Honest Scales, Part 1… Rodna Epley

Using “honest scales” as Jesus always did will bring an end to any suffering and transform it into light, meaning the good thing that is desired will manifest.

Just before Jesus healed the paralytic man, He told him, “Son, your sins are forgiven you.” Everyone knew the intent for letting down the paralyzed man through the roof to where Jesus was preaching. It was for physical healing, so that the paralyzed man could walk. Yet the first thing Jesus said to the man after He saw their faith was that the man’s sins were forgiven.

The scribes who were sitting near Jesus began reasoning amongst themselves saying, “Why does this Man speak blasphemies like this? Who can forgive sins but God alone?”

Jesus knew that what He said would provoke the scribes. In fact, He was setting everyone up to receive the revelation of who He is and what He could do for them. Those who did not have “ears to hear” would by consequence be further blinded. When light enters a room, it exposes everything. That which is exposed will become light unless it chooses to run into the shadows with the darkness. Jesus was about to prove the Father was working through Him and gave Him the authority on earth to forgive sins.

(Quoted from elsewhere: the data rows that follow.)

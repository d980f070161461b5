//! Language variables.
//!
//! A language variable is a custom translation string, stored per language in
//! the translations mapping. A [`LanguageVariable`] is a stateless view over
//! its language's mapping at one key: every read and write passes through to
//! the mapping, and persistence is delegated to the language's store.
//!
//! New variables are always created on the default language first and can
//! then be translated in other languages.

use super::language::{Language, Languages};
use super::slug::slug;
use super::translation::CoreTranslations;
use anyhow::Result;
use thiserror::Error;
use tracing::info;

/// Rejections raised when creating a language variable.
#[derive(Debug, Error, PartialEq, Eq)]
pub enum VariableError {
    /// The key is already a custom variable on the default language.
    #[error("The variable already exists")]
    AlreadyExists,

    /// The key belongs to the application's core translation set. Core
    /// strings cannot be shadowed; callers must pick a different key.
    #[error("The variable is part of the core translation and cannot be overwritten")]
    CoreProtected,
}

/// View over one translation key in one language.
pub struct LanguageVariable {
    language: Language,
    key: String,
}

impl std::fmt::Debug for LanguageVariable {
    fn fmt(&self, f: &mut std::fmt::Formatter<'_>) -> std::fmt::Result {
        f.debug_struct("LanguageVariable")
            .field("language", &self.language.code())
            .field("key", &self.key)
            .finish()
    }
}

impl LanguageVariable {
    pub(crate) fn new(language: Language, key: &str) -> Self {
        Self {
            language,
            key: key.to_string(),
        }
    }

    /// Creates a new language variable. This will be added to the default
    /// language first and can then be translated in other languages.
    ///
    /// The key is normalized to a slug and the value trimmed (empty when
    /// `None`). Creation is strictly exclusive: an existing custom variable
    /// or a core translation with the same key is rejected, and callers must
    /// delete-then-create to replace one.
    pub fn create(
        languages: &Languages,
        core: &CoreTranslations,
        key: &str,
        value: Option<&str>,
    ) -> Result<LanguageVariable> {
        let key = slug(key);
        let value = value.map(str::trim).unwrap_or("").to_string();

        let language = languages.default_language();
        let mut translations = language.translations();

        if translations.contains_key(&key) {
            return Err(VariableError::AlreadyExists.into());
        }
        if core.get(&key).is_some() {
            return Err(VariableError::CoreProtected.into());
        }

        translations.insert(key.clone(), value);
        let language = language.update(translations)?;

        info!("created language variable '{}'", key);
        Ok(language.variable(&key))
    }

    /// Checks if the variable exists in the default language.
    pub fn exists(&self) -> bool {
        self.language
            .set()
            .default_language()
            .translations()
            .contains_key(&self.key)
    }

    /// Returns the unique key for the variable.
    pub fn key(&self) -> &str {
        &self.key
    }

    /// The language this view is scoped to.
    pub fn language(&self) -> &Language {
        &self.language
    }

    /// Sets a new value for the variable in this view's language and returns
    /// a fresh view.
    pub fn update(&self, value: &str) -> Result<LanguageVariable> {
        let mut translations = self.language.translations();
        translations.insert(self.key.clone(), value.to_string());

        let language = self.language.update(translations)?;
        Ok(language.variable(&self.key))
    }

    /// Deletes the variable from the translations mapping of every language,
    /// so a removed variable never lingers as an orphaned translation in any
    /// locale. Idempotent: deleting a key that exists nowhere is a no-op.
    pub fn delete(&self) -> Result<()> {
        for language in self.language.set().all() {
            let mut translations = language.translations();
            if translations.remove(&self.key).is_some() {
                language.update(translations)?;
            }
        }

        info!("deleted language variable '{}'", self.key);
        Ok(())
    }

    /// Returns the value if the variable has been translated in this view's
    /// language.
    pub fn value(&self) -> Option<String> {
        self.language.translations().get(&self.key).cloned()
    }
}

So Jesus pulls out the “honest scales”. When we weigh something, we know its value. If we place oranges on the scale at the grocery store we can estimate its value by its weight and then we can purchase it if we have enough money. The same is true for spiritual things. If we don’t know what something weighs, then we place it on God’s honest scales and we know if we have enough faith to purchase it, so to speak. This is what Jesus did during the scene with the paralyzed man and the scribes.

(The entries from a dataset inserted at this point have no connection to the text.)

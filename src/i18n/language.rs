//! The application's language set.
//!
//! Every language carries a code, a default flag, and its custom translations
//! mapping. The set is shared, mutable state: handles hand out snapshots and
//! every write replaces a language's full mapping before delegating to the
//! configured [`TranslationStore`].

use super::store::{TranslationStore, Translations};
use super::variable::LanguageVariable;
use anyhow::{bail, Result};
use std::sync::{Arc, Mutex};
use tracing::info;

/// Definition of one language, used to construct [`Languages`].
#[derive(Debug, Clone)]
pub struct LanguageDef {
    /// ISO 639-1 language code (e.g., "en", "de")
    pub code: String,

    /// Human-readable name (e.g., "English", "Deutsch")
    pub name: String,

    /// Whether this is the default language (exactly one must be)
    pub default: bool,

    /// Seed translations, overridden by the store if it has a mapping
    pub translations: Translations,
}

impl LanguageDef {
    pub fn new(code: impl Into<String>, name: impl Into<String>) -> Self {
        Self {
            code: code.into(),
            name: name.into(),
            default: false,
            translations: Translations::new(),
        }
    }

    /// Mark this language as the default language.
    pub fn default_language(mut self) -> Self {
        self.default = true;
        self
    }

    /// Seed the language with translations.
    pub fn with_translations(mut self, translations: Translations) -> Self {
        self.translations = translations;
        self
    }
}

#[derive(Debug)]
struct LanguageData {
    code: String,
    name: String,
    default: bool,
    translations: Translations,
}

/// The set of languages known to the application.
///
/// Cheap to clone; all clones share the same underlying state and store.
#[derive(Clone)]
pub struct Languages {
    inner: Arc<Mutex<Vec<LanguageData>>>,
    store: Arc<dyn TranslationStore>,
    default_code: String,
}

impl Languages {
    /// Build the language set from definitions, hydrating each language's
    /// translations from the store where a persisted mapping exists.
    ///
    /// # Errors
    /// Fails if the set is empty, a code appears twice, or the number of
    /// default languages is not exactly one.
    pub fn new(defs: Vec<LanguageDef>, store: Arc<dyn TranslationStore>) -> Result<Self> {
        if defs.is_empty() {
            bail!("At least one language is required");
        }

        let defaults: Vec<_> = defs.iter().filter(|def| def.default).collect();
        if defaults.len() != 1 {
            bail!(
                "Exactly one default language is required, found {}",
                defaults.len()
            );
        }
        let default_code = defaults[0].code.clone();

        let mut languages: Vec<LanguageData> = Vec::with_capacity(defs.len());
        for def in defs {
            if languages.iter().any(|lang| lang.code == def.code) {
                bail!("Duplicate language code: '{}'", def.code);
            }

            let translations = store.load(&def.code)?.unwrap_or(def.translations);
            languages.push(LanguageData {
                code: def.code,
                name: def.name,
                default: def.default,
                translations,
            });
        }

        info!(
            "loaded {} languages (default: '{}')",
            languages.len(),
            default_code
        );

        Ok(Self {
            inner: Arc::new(Mutex::new(languages)),
            store,
            default_code,
        })
    }

    /// Handles to every known language, default language included.
    pub fn all(&self) -> Vec<Language> {
        self.inner
            .lock()
            .unwrap()
            .iter()
            .map(|lang| Language {
                set: self.clone(),
                code: lang.code.clone(),
            })
            .collect()
    }

    /// Handle to the language with the given code.
    pub fn get(&self, code: &str) -> Option<Language> {
        self.inner
            .lock()
            .unwrap()
            .iter()
            .find(|lang| lang.code == code)
            .map(|lang| Language {
                set: self.clone(),
                code: lang.code.clone(),
            })
    }

    /// Handle to the default language.
    pub fn default_language(&self) -> Language {
        Language {
            set: self.clone(),
            code: self.default_code.clone(),
        }
    }
}

/// Handle to one language in the set.
#[derive(Clone)]
pub struct Language {
    set: Languages,
    code: String,
}

impl Language {
    pub fn code(&self) -> &str {
        &self.code
    }

    pub fn name(&self) -> String {
        self.with_data(|lang| lang.name.clone())
    }

    pub fn is_default(&self) -> bool {
        self.with_data(|lang| lang.default)
    }

    /// Snapshot of this language's custom translations mapping.
    pub fn translations(&self) -> Translations {
        self.with_data(|lang| lang.translations.clone())
    }

    /// Replace this language's full translations mapping and persist it.
    ///
    /// Persists before mutating, so a store failure leaves the in-memory
    /// mapping matching what is on disk.
    pub fn update(&self, translations: Translations) -> Result<Language> {
        self.set.store.persist(&self.code, &translations)?;

        let mut languages = self.set.inner.lock().unwrap();
        let lang = languages
            .iter_mut()
            .find(|lang| lang.code == self.code)
            .expect("language handle should match a known language");
        lang.translations = translations;
        drop(languages);

        Ok(self.clone())
    }

    /// View over one translation key in this language.
    pub fn variable(&self, key: &str) -> LanguageVariable {
        LanguageVariable::new(self.clone(), key)
    }

    pub(crate) fn set(&self) -> &Languages {
        &self.set
    }

    fn with_data<T>(&self, read: impl FnOnce(&LanguageData) -> T) -> T {
        let languages = self.set.inner.lock().unwrap();
        let lang = languages
            .iter()
            .find(|lang| lang.code == self.code)
            .expect("language handle should match a known language");
        read(lang)
    }
}

#[cfg(test)]
mod tests {
    use super::*;
    use crate::i18n::store::MemoryStore;

    fn two_languages() -> Languages {
        Languages::new(
            vec![
                LanguageDef::new("en", "English").default_language(),
                LanguageDef::new("de", "Deutsch"),
            ],
            Arc::new(MemoryStore::new()),
        )
        .expect("languages")
    }

    // ==================== Construction Tests ====================

    #[test]
    fn test_new_requires_a_language() {
        let result = Languages::new(vec![], Arc::new(MemoryStore::new()));
        assert!(result.is_err());
    }

    #[test]
    fn test_new_requires_exactly_one_default() {
        let none = Languages::new(
            vec![LanguageDef::new("en", "English")],
            Arc::new(MemoryStore::new()),
        );
        assert!(none.is_err());

        let two = Languages::new(
            vec![
                LanguageDef::new("en", "English").default_language(),
                LanguageDef::new("de", "Deutsch").default_language(),
            ],
            Arc::new(MemoryStore::new()),
        );
        assert!(two.is_err());
    }

    #[test]
    fn test_new_rejects_duplicate_codes() {
        let result = Languages::new(
            vec![
                LanguageDef::new("en", "English").default_language(),
                LanguageDef::new("en", "English again"),
            ],
            Arc::new(MemoryStore::new()),
        );
        assert!(result.is_err());
    }

    #[test]
    fn test_new_hydrates_from_store() {
        let store = Arc::new(MemoryStore::new());
        store
            .persist(
                "en",
                &Translations::from([("stored".to_string(), "value".to_string())]),
            )
            .expect("persist");

        let languages = Languages::new(
            vec![LanguageDef::new("en", "English").default_language()],
            store,
        )
        .expect("languages");

        let translations = languages.default_language().translations();
        assert_eq!(translations.get("stored").map(String::as_str), Some("value"));
    }

    #[test]
    fn test_seed_translations_used_without_store_entry() {
        let languages = Languages::new(
            vec![LanguageDef::new("en", "English")
                .default_language()
                .with_translations(Translations::from([(
                    "seed".to_string(),
                    "value".to_string(),
                )]))],
            Arc::new(MemoryStore::new()),
        )
        .expect("languages");

        let translations = languages.default_language().translations();
        assert_eq!(translations.get("seed").map(String::as_str), Some("value"));
    }

    // ==================== Accessor Tests ====================

    #[test]
    fn test_all_and_get() {
        let languages = two_languages();

        let all = languages.all();
        assert_eq!(all.len(), 2);

        let de = languages.get("de").expect("de");
        assert_eq!(de.code(), "de");
        assert_eq!(de.name(), "Deutsch");
        assert!(!de.is_default());

        assert!(languages.get("fr").is_none());
    }

    #[test]
    fn test_default_language() {
        let languages = two_languages();
        let default = languages.default_language();
        assert_eq!(default.code(), "en");
        assert!(default.is_default());
    }

    // ==================== Update Tests ====================

    #[test]
    fn test_update_replaces_mapping_and_persists() {
        let store = Arc::new(MemoryStore::new());
        let languages = Languages::new(
            vec![LanguageDef::new("en", "English").default_language()],
            store.clone(),
        )
        .expect("languages");

        let language = languages.default_language();
        language
            .update(Translations::from([("a".to_string(), "1".to_string())]))
            .expect("update");
        language
            .update(Translations::from([("b".to_string(), "2".to_string())]))
            .expect("update");

        // full replace, not merge
        let translations = language.translations();
        assert_eq!(translations.len(), 1);
        assert!(translations.contains_key("b"));

        // persisted through the store on every update
        assert_eq!(store.write_count(), 2);
        let stored = store.load("en").expect("load").expect("mapping");
        assert_eq!(stored, translations);
    }

    #[test]
    fn test_failed_persist_leaves_mapping_untouched() {
        struct FailingStore;

        impl TranslationStore for FailingStore {
            fn load(&self, _code: &str) -> Result<Option<Translations>> {
                Ok(None)
            }

            fn persist(&self, _code: &str, _translations: &Translations) -> Result<()> {
                bail!("disk full")
            }
        }

        let languages = Languages::new(
            vec![LanguageDef::new("en", "English")
                .default_language()
                .with_translations(Translations::from([(
                    "kept".to_string(),
                    "value".to_string(),
                )]))],
            Arc::new(FailingStore),
        )
        .expect("languages");

        let language = languages.default_language();
        let result = language.update(Translations::from([("new".to_string(), "v".to_string())]));
        assert!(result.is_err());

        // memory still matches what the store last held
        let translations = language.translations();
        assert!(translations.contains_key("kept"));
        assert!(!translations.contains_key("new"));
    }

    #[test]
    fn test_update_is_visible_through_other_handles() {
        let languages = two_languages();
        let handle_a = languages.get("de").expect("de");
        let handle_b = languages.get("de").expect("de");

        handle_a
            .update(Translations::from([("k".to_string(), "v".to_string())]))
            .expect("update");

        assert_eq!(
            handle_b.translations().get("k").map(String::as_str),
            Some("v")
        );
    }
}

Jesus said to the paralytic, “Which is easier, to say, ‘Your sins are forgiven you,’ or to say, ‘Arise, take up your bed and walk’?” (vs 9). The obvious answer is that it’s easier to say “Your sins are forgiven you” because you don’t have to prove that. In fact, you can’t prove that unless you can weigh it somehow.

Forgiveness is invisible and can’t be physically proven except to the person who is forgiven. He has a peace radiating within him and all around him instantly upon being forgiven. The weight of unforgiveness, which can be felt, is lifted off of him. There is also proof of forgiveness in the way that life begins to transform, but physically proving someone has been forgiven is perhaps impossible. Unless forgiveness can be measured.

Jesus does measure it by answering His own question. It’s easier to say “Your sins are forgiven” since it can’t be easily proven. So Jesus says what is more difficult to say, which must be proven, “Rise up, take up your bed and walk.”

Since only God can make someone rise up and walk when they are paralyzed, when the man rose up and walked in front of all who were in the room, the revelation that Jesus could also forgive sins dropped into the minds of those who chose to remain in the light, those who had ears to hear God. For those who were hard-pressed against Jesus from the start, they remained blind and the revelation did not drop in.